If a line in the data contains "SlotOutOfRange", copy it out.

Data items
======

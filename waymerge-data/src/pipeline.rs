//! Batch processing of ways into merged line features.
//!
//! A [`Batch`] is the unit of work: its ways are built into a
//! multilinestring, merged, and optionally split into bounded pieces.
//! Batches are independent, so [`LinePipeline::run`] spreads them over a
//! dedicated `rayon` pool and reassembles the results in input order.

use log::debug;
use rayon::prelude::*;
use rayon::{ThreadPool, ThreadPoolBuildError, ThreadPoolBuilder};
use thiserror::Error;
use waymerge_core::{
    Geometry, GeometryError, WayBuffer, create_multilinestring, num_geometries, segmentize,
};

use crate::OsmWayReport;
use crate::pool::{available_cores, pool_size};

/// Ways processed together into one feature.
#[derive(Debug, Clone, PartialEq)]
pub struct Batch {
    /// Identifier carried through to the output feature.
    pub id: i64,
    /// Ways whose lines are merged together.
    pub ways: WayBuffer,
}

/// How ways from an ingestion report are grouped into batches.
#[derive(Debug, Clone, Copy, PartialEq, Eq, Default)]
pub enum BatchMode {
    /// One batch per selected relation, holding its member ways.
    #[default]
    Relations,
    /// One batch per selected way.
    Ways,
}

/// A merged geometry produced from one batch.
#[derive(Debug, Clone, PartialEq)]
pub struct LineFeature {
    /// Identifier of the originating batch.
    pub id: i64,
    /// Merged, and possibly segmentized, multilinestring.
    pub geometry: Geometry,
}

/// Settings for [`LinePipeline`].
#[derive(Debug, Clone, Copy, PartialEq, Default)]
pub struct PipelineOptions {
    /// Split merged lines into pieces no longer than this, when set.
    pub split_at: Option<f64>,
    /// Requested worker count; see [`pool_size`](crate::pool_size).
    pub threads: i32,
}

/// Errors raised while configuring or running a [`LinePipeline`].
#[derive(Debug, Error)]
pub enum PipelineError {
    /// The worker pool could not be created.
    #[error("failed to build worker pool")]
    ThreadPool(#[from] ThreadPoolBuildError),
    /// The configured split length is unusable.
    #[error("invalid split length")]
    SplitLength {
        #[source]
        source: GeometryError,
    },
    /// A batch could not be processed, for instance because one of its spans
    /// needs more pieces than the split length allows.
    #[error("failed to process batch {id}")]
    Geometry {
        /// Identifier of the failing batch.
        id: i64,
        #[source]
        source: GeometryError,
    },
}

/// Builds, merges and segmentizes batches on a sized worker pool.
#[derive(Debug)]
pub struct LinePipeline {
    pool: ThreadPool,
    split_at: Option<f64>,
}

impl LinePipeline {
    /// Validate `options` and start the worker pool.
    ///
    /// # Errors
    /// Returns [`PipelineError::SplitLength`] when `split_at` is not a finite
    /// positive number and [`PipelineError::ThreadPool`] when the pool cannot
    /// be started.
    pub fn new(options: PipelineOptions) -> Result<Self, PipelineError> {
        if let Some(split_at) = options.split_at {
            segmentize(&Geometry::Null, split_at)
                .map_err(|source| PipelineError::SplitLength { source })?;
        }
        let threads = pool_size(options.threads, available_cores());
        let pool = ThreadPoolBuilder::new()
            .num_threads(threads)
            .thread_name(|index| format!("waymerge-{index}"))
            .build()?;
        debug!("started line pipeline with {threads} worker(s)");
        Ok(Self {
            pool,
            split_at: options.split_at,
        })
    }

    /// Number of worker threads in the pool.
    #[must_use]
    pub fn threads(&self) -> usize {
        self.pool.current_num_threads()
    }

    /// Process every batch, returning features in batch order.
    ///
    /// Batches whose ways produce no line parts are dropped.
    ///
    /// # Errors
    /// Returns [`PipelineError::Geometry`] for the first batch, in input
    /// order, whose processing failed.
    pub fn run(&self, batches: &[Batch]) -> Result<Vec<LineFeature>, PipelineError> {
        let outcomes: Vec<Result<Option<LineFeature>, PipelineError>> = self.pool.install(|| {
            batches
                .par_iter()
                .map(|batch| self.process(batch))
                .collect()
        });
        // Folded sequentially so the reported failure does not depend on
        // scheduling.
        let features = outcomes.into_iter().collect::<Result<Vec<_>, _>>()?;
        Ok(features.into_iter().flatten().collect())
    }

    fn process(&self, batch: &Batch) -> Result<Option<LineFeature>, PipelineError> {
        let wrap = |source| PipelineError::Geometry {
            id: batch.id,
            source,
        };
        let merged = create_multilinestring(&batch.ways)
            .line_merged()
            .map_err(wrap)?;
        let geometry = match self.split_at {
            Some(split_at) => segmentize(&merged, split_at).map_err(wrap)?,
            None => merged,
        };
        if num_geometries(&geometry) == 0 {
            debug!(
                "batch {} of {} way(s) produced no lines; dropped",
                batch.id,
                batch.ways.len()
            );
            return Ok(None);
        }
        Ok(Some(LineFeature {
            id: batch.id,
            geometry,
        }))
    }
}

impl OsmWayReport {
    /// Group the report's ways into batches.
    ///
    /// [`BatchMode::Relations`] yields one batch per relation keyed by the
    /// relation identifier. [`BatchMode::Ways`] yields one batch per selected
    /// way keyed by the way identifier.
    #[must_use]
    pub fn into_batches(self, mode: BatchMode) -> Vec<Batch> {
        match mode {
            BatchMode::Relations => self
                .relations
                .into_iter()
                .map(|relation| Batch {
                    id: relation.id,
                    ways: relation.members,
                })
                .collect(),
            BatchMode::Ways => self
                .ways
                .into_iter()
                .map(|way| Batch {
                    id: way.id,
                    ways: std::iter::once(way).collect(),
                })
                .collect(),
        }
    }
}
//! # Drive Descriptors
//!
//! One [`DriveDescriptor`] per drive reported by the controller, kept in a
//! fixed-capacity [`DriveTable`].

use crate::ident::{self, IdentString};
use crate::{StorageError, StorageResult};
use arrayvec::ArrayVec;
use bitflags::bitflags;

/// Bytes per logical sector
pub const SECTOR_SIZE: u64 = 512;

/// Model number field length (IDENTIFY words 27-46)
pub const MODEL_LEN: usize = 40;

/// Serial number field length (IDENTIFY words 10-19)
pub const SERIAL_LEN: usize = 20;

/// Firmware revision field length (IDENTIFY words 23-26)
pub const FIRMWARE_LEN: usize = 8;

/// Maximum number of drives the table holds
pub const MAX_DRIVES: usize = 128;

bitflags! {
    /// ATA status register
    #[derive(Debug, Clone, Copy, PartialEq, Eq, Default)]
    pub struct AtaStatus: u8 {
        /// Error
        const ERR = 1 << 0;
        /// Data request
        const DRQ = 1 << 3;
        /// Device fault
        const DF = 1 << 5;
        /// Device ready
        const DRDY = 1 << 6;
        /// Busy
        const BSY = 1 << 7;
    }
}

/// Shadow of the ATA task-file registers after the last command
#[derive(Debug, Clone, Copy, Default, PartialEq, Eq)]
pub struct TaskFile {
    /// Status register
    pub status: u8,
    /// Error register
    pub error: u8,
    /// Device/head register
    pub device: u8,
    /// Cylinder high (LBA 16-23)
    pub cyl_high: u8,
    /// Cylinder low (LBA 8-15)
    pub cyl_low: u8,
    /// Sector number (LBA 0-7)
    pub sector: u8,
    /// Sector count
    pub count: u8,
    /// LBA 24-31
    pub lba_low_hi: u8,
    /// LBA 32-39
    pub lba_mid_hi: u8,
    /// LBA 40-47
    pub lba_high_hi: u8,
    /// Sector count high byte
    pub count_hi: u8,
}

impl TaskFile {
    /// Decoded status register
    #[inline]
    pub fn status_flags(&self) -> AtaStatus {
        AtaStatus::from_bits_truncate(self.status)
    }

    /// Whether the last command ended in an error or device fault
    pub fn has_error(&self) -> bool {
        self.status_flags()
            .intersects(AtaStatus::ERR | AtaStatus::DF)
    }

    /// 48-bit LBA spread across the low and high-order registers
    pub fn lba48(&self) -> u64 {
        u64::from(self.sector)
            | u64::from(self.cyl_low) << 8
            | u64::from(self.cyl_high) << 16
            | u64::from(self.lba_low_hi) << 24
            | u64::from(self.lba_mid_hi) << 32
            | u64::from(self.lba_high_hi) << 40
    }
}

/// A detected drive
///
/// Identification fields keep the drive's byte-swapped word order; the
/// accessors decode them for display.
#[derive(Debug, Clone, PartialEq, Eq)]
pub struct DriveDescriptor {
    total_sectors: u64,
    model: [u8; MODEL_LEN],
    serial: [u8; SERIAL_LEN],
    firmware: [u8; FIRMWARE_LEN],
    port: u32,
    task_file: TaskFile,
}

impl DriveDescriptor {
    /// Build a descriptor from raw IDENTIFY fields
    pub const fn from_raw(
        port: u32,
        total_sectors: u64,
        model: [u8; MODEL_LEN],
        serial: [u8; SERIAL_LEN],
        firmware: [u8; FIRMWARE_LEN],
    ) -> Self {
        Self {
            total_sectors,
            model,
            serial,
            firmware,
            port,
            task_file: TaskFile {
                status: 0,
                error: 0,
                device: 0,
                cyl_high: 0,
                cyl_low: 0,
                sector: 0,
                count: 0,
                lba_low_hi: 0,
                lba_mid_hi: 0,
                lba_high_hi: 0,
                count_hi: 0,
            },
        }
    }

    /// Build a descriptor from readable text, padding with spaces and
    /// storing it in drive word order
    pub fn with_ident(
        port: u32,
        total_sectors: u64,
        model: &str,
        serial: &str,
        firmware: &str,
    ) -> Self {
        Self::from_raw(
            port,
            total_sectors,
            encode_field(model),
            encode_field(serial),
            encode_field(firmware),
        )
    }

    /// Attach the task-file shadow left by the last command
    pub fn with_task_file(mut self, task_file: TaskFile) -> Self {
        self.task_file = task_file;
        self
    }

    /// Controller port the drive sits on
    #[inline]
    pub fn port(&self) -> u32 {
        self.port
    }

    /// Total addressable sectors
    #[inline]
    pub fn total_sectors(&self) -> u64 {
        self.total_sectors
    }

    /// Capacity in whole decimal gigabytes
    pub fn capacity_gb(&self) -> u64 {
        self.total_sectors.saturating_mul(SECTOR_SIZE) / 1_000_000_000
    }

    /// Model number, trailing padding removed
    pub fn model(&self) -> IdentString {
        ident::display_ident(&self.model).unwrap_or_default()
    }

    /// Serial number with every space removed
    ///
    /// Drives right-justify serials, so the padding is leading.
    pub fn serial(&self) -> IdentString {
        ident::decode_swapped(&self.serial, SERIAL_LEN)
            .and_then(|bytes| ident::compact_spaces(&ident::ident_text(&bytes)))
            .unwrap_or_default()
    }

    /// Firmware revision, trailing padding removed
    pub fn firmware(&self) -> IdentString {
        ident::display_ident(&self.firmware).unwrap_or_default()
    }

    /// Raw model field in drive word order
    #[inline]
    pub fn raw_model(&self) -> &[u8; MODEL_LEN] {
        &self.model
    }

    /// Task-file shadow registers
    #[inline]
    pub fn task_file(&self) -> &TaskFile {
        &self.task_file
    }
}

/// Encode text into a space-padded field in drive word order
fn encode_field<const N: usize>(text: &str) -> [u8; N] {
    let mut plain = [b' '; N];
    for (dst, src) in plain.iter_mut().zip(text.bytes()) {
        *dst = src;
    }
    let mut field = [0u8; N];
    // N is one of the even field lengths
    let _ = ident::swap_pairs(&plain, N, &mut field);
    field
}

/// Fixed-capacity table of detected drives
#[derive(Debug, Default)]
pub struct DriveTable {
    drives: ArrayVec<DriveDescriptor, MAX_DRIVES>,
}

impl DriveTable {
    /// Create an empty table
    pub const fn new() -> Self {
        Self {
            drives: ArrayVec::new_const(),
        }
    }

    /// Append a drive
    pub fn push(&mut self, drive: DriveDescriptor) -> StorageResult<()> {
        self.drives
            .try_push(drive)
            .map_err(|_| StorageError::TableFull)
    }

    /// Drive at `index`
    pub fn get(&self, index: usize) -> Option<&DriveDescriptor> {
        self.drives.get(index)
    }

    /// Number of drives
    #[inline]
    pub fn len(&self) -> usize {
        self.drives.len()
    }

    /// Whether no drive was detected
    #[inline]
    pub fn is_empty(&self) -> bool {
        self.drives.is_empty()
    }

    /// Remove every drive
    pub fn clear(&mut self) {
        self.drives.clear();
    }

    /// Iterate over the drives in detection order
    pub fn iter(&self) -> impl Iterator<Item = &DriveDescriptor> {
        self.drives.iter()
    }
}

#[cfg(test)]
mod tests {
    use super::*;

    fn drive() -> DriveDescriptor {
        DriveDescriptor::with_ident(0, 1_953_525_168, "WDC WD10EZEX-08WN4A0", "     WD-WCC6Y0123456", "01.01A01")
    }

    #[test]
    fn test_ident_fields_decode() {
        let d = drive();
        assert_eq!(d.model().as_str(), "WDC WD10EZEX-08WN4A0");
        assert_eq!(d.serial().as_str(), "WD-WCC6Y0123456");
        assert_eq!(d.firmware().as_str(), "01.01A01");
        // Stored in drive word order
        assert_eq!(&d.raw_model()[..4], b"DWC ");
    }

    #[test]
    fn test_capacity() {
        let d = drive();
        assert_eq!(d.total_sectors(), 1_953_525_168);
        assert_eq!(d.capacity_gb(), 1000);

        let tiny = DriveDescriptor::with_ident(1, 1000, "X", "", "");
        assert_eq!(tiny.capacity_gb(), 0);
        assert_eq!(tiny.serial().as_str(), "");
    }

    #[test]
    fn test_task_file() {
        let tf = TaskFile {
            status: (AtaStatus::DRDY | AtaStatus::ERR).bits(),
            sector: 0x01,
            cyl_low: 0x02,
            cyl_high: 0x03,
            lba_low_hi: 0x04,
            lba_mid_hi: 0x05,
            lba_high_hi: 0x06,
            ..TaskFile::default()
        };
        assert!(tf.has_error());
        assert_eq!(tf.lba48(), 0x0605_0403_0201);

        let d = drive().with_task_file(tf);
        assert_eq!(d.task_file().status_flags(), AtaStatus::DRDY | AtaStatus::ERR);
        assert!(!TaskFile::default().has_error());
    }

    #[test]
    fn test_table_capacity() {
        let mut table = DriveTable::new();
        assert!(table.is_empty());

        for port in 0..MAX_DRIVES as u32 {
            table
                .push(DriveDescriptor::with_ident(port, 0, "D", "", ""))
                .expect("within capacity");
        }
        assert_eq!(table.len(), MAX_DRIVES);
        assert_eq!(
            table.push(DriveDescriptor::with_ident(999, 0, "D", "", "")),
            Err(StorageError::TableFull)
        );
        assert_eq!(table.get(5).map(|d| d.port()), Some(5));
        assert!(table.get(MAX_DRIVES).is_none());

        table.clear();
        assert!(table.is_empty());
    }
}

======

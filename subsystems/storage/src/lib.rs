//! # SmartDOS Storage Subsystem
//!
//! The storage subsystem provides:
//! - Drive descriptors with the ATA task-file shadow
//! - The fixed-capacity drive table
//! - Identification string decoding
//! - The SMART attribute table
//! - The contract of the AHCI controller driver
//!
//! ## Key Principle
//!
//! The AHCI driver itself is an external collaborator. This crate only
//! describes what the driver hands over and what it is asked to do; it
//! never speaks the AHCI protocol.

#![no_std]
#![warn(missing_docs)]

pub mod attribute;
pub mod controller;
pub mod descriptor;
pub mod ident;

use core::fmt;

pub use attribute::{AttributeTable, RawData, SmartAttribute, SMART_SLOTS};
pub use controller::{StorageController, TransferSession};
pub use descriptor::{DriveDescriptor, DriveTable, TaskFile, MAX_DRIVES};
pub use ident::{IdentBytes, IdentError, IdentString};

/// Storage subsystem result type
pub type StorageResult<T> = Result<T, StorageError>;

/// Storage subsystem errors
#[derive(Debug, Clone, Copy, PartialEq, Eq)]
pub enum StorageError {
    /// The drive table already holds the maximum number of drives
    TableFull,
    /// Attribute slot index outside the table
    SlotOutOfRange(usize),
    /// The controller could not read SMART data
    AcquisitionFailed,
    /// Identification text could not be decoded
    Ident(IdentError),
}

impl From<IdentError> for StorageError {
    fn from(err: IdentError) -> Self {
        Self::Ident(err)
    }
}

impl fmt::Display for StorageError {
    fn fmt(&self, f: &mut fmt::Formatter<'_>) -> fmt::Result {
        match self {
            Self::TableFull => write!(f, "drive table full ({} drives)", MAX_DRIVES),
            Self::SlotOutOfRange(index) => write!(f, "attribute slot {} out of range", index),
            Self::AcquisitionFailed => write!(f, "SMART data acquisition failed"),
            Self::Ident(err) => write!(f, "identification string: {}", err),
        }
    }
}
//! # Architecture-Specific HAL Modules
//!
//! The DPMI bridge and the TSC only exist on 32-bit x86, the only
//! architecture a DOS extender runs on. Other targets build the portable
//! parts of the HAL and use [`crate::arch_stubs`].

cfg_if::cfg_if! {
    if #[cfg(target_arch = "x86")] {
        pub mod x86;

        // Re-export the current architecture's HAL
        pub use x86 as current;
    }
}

======

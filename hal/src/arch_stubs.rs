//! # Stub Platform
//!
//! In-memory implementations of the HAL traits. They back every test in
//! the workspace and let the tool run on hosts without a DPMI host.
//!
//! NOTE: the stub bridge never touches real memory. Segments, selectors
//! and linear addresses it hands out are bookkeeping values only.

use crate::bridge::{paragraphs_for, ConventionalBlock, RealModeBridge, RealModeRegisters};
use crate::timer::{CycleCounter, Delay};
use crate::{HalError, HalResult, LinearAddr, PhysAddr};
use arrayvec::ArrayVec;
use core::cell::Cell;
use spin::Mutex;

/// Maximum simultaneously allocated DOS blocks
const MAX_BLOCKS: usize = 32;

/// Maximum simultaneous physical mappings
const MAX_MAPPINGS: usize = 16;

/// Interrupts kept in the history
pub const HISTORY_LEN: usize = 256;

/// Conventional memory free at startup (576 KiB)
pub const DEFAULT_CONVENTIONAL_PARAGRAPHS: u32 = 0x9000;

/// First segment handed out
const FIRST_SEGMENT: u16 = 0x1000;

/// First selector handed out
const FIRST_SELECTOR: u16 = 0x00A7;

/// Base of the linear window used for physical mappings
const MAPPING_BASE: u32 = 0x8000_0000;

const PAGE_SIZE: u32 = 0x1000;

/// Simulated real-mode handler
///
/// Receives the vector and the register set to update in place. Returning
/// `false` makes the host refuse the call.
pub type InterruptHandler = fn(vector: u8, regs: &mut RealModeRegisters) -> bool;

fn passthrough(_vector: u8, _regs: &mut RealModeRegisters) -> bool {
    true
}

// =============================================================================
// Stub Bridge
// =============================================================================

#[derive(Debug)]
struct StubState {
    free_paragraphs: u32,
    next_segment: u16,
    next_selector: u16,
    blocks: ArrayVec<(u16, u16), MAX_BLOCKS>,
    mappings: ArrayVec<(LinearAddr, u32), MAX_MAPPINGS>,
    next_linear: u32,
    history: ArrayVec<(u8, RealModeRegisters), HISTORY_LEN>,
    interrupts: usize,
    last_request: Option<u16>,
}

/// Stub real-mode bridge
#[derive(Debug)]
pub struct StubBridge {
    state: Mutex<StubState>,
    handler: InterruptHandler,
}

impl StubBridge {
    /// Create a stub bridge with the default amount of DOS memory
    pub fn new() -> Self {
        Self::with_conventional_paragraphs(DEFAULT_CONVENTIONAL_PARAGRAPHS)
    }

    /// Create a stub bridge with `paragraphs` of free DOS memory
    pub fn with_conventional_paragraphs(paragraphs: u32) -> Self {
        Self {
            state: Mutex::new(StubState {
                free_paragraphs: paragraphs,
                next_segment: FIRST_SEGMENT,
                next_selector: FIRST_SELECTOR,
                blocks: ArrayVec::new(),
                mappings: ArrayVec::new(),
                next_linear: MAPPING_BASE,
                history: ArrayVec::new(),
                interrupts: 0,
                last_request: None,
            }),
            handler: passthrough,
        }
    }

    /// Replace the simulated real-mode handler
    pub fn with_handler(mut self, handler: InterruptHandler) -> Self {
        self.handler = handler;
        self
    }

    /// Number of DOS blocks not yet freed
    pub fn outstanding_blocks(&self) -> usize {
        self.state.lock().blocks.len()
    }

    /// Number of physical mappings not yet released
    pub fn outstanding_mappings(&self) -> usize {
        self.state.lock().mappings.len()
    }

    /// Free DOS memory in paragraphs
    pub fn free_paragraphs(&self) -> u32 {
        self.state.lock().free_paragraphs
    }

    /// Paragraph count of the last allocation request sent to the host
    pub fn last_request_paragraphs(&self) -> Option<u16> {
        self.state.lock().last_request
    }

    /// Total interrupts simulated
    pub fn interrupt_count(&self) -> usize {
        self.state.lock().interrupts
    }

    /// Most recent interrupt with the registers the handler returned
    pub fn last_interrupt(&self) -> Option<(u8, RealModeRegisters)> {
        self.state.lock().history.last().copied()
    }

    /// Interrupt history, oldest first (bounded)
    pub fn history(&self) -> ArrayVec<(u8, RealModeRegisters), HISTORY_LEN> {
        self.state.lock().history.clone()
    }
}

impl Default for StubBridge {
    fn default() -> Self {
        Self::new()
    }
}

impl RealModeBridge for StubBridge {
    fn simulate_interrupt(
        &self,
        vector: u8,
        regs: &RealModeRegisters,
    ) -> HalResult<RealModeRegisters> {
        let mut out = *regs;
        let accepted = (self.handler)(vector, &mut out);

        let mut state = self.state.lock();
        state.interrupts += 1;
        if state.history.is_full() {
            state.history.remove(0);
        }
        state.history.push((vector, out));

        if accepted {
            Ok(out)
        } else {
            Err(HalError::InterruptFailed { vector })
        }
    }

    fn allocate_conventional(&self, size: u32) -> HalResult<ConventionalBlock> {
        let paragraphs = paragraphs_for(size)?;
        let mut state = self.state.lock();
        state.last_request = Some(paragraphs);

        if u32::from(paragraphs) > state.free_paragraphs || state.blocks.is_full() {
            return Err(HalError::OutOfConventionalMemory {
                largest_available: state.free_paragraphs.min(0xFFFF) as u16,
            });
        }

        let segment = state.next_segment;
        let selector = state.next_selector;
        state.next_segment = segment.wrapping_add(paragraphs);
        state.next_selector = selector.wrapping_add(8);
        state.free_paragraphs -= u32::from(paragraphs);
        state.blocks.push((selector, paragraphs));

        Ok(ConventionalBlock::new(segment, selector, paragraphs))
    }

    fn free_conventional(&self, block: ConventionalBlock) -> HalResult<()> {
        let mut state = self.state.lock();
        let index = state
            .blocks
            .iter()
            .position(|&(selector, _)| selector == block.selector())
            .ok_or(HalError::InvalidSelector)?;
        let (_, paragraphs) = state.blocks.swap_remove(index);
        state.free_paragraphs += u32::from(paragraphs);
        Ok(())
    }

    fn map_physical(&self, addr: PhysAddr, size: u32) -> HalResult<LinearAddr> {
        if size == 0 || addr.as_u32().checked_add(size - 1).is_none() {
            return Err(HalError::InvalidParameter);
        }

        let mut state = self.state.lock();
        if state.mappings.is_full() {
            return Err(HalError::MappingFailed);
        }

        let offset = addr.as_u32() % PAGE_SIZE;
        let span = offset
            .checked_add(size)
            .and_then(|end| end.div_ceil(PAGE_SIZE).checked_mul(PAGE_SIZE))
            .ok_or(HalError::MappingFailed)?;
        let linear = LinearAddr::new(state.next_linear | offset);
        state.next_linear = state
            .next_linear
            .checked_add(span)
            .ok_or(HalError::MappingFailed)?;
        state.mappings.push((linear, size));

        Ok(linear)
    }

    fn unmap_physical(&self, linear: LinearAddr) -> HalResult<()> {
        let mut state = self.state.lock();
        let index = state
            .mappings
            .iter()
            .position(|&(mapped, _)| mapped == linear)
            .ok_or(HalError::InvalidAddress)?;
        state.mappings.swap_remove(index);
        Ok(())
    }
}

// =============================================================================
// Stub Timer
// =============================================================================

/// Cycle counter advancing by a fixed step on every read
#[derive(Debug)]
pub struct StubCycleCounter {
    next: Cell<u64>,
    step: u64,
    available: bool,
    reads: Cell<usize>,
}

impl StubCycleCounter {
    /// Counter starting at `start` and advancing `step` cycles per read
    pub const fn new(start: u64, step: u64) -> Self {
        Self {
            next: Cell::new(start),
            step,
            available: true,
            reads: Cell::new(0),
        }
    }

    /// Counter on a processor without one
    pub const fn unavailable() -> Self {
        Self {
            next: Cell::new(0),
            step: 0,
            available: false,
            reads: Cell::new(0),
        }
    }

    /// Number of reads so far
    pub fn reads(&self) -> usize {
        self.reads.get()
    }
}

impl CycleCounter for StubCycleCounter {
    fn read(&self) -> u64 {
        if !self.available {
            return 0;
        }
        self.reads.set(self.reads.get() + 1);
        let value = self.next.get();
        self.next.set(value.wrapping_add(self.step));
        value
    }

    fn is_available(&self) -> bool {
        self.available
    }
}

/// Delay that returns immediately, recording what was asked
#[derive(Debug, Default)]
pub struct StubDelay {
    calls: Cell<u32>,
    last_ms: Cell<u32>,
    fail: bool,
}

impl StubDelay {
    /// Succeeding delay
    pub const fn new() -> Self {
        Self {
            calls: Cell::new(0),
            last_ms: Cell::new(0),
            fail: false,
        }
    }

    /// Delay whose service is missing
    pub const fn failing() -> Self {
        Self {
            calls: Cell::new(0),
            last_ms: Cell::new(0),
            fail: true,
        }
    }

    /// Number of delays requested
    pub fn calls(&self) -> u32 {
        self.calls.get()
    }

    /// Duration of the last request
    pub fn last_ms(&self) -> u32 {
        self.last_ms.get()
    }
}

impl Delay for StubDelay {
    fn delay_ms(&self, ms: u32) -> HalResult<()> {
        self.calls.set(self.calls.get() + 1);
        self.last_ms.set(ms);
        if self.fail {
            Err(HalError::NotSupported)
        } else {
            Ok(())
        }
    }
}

======

Your solution
    SlotOutOfRange(usize),
            Self::SlotOutOfRange(index) => write!(f, "attribute slot {} out of range", index),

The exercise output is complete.